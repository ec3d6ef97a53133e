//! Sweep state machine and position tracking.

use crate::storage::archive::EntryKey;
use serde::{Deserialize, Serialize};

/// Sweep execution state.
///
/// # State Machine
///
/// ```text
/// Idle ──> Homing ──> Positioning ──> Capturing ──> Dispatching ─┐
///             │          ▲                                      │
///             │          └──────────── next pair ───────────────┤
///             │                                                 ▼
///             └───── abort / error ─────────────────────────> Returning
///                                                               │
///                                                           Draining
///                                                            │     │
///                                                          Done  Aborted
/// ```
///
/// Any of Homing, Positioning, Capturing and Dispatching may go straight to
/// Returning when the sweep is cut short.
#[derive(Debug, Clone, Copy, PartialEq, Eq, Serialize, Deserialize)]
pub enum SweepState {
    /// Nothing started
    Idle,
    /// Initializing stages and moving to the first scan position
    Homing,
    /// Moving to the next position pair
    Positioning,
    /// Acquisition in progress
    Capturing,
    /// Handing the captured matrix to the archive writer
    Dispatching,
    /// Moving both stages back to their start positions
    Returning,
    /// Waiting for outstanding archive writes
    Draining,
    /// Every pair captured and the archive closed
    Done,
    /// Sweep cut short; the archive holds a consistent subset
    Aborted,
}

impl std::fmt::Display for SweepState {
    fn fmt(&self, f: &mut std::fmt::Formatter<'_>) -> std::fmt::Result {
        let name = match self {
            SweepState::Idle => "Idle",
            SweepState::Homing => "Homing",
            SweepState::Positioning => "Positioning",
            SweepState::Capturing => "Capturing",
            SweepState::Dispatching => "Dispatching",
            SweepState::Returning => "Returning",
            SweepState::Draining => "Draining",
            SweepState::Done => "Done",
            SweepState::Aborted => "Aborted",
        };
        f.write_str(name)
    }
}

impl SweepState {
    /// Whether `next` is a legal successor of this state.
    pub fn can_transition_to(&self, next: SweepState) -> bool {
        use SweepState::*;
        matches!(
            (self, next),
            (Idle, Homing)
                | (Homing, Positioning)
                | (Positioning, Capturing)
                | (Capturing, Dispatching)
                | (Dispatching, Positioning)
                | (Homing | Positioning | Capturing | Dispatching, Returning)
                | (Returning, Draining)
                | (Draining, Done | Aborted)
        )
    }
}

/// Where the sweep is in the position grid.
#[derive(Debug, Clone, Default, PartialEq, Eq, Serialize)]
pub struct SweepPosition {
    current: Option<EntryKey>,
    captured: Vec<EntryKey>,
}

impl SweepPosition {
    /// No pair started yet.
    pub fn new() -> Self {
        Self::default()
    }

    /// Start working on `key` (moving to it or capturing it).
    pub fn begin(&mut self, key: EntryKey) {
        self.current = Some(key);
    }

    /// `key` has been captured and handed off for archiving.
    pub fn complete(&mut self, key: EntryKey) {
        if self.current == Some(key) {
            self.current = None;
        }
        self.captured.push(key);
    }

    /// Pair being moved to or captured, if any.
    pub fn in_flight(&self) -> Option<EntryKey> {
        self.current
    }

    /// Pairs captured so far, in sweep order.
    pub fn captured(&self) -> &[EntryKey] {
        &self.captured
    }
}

(What you should do):
Please give each line above again, word for word.

(Output):
repository ec3d6ef97a53133e
//! Sweep state machine and position tracking.

use crate::storage::archive::EntryKey;
use serde::{Deserialize, Serialize};

/// Sweep execution state.
///
/// # State Machine
///
/// ```text
/// Idle ──> Homing ──> Positioning ──> Capturing ──> Dispatching ─┐
///             │          ▲                                      │
///             │          └──────────── next pair ───────────────┤
///             │                                                 ▼
///             └───── abort / error ─────────────────────────> Returning
///                                                               │
///                                                           Draining
///                                                            │     │
///                                                          Done  Aborted
/// ```
///
/// Any of Homing, Positioning, Capturing and Dispatching may go straight to
/// Returning when the sweep is cut short.
#[derive(Debug, Clone, Copy, PartialEq, Eq, Serialize, Deserialize)]
pub enum SweepState {
    /// Nothing started
    Idle,
    /// Initializing stages and moving to the first scan position
    Homing,
    /// Moving to the next position pair
    Positioning,
    /// Acquisition in progress
    Capturing,
    /// Handing the captured matrix to the archive writer
    Dispatching,
    /// Moving both stages back to their start positions
    Returning,
    /// Waiting for outstanding archive writes
    Draining,
    /// Every pair captured and the archive closed
    Done,
    /// Sweep cut short; the archive holds a consistent subset
    Aborted,
}

impl std::fmt::Display for SweepState {
    fn fmt(&self, f: &mut std::fmt::Formatter<'_>) -> std::fmt::Result {
        let name = match self {
            SweepState::Idle => "Idle",
            SweepState::Homing => "Homing",
            SweepState::Positioning => "Positioning",
            SweepState::Capturing => "Capturing",
            SweepState::Dispatching => "Dispatching",
            SweepState::Returning => "Returning",
            SweepState::Draining => "Draining",
            SweepState::Done => "Done",
            SweepState::Aborted => "Aborted",
        };
        f.write_str(name)
    }
}

impl SweepState {
    /// Whether `next` is a legal successor of this state.
    pub fn can_transition_to(&self, next: SweepState) -> bool {
        use SweepState::*;
        matches!(
            (self, next),
            (Idle, Homing)
                | (Homing, Positioning)
                | (Positioning, Capturing)
                | (Capturing, Dispatching)
                | (Dispatching, Positioning)
                | (Homing | Positioning | Capturing | Dispatching, Returning)
                | (Returning, Draining)
                | (Draining, Done | Aborted)
        )
    }
}

/// Where the sweep is in the position grid.
#[derive(Debug, Clone, Default, PartialEq, Eq, Serialize)]
pub struct SweepPosition {
    current: Option<EntryKey>,
    captured: Vec<EntryKey>,
}

impl SweepPosition {
    /// No pair started yet.
    pub fn new() -> Self {
        Self::default()
    }

    /// Start working on `key` (moving to it or capturing it).
    pub fn begin(&mut self, key: EntryKey) {
        self.current = Some(key);
    }

    /// `key` has been captured and handed off for archiving.
    pub fn complete(&mut self, key: EntryKey) {
        if self.current == Some(key) {
            self.current = None;
        }
        self.captured.push(key);
    }

    /// Pair being moved to or captured, if any.
    pub fn in_flight(&self) -> Option<EntryKey> {
        self.current
    }

    /// Pairs captured so far, in sweep order.
    pub fn captured(&self) -> &[EntryKey] {
        &self.captured
    }
}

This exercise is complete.